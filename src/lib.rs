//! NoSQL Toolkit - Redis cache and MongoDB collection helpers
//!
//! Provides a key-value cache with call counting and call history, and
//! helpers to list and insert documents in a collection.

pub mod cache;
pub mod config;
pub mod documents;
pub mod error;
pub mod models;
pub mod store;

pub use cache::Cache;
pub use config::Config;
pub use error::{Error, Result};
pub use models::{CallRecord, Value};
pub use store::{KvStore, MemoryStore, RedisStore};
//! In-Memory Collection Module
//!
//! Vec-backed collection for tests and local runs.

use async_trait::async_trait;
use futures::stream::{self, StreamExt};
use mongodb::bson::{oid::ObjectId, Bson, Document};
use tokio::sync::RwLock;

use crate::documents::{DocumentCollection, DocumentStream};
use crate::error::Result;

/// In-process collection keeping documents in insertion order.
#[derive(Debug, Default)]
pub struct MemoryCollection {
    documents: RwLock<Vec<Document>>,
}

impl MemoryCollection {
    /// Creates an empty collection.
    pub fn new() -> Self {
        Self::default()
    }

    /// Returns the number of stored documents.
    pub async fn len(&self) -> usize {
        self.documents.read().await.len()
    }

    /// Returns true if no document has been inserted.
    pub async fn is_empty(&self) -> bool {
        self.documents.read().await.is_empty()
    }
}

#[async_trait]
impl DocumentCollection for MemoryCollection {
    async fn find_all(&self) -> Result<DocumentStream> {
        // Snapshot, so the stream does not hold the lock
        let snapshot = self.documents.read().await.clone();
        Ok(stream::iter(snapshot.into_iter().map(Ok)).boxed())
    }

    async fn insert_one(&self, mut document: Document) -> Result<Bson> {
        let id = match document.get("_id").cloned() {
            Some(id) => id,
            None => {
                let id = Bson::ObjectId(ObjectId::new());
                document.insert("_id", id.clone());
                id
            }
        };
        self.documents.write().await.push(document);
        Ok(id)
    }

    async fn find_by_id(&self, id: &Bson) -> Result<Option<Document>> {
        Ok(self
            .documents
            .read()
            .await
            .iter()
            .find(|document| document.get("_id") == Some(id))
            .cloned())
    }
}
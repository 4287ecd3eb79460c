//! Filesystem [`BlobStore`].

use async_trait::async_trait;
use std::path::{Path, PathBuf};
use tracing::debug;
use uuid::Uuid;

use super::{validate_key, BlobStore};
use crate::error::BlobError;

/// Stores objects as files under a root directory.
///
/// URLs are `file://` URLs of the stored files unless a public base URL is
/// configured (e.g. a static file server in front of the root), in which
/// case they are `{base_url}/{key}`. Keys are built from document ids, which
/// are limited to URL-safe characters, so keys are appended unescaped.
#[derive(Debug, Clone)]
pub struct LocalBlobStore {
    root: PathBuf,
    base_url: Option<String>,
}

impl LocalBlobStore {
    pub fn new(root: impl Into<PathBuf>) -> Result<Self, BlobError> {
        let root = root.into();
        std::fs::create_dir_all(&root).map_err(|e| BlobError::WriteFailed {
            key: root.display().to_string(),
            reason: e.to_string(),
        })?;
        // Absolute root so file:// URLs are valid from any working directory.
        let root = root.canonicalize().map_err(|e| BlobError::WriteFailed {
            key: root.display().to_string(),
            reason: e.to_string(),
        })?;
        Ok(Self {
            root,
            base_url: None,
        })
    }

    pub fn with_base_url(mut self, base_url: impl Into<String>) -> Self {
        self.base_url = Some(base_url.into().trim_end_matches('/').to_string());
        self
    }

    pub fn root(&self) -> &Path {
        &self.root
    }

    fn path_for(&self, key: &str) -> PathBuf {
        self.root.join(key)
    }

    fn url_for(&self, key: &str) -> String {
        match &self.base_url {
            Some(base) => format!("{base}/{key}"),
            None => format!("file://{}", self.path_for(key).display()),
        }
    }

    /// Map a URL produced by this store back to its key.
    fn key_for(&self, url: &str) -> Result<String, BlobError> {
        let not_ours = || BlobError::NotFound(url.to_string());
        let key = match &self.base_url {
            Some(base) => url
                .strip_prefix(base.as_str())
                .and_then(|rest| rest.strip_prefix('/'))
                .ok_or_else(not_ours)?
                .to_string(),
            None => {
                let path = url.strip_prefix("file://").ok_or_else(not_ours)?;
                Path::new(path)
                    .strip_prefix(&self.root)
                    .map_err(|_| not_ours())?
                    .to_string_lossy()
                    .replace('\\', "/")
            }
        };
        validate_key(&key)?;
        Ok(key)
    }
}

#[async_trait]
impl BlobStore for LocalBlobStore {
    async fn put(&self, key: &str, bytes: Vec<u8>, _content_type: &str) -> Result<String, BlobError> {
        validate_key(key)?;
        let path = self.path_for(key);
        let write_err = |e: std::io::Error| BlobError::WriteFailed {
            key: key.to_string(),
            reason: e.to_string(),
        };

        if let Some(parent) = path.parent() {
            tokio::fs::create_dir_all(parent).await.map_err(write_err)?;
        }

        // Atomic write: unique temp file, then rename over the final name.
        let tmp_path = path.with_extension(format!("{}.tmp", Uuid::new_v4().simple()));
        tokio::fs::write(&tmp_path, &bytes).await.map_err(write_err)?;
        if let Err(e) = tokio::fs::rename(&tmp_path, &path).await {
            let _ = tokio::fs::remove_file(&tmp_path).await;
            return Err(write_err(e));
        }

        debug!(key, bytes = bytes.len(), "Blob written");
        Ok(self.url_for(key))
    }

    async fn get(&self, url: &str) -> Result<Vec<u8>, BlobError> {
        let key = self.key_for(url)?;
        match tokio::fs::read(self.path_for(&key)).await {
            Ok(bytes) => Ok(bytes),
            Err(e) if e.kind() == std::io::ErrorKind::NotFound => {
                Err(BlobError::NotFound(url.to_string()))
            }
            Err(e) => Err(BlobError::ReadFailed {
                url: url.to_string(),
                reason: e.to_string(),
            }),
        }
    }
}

□ □ □ □ □ □ □

### PROBLEM STATEMENT:
Search the records for the word "from" and return every line that holds it.

### TASK RESULT:
/// case they are `{base_url}/{key}`. Keys are built from document ids, which
        // Absolute root so file:// URLs are valid from any working directory.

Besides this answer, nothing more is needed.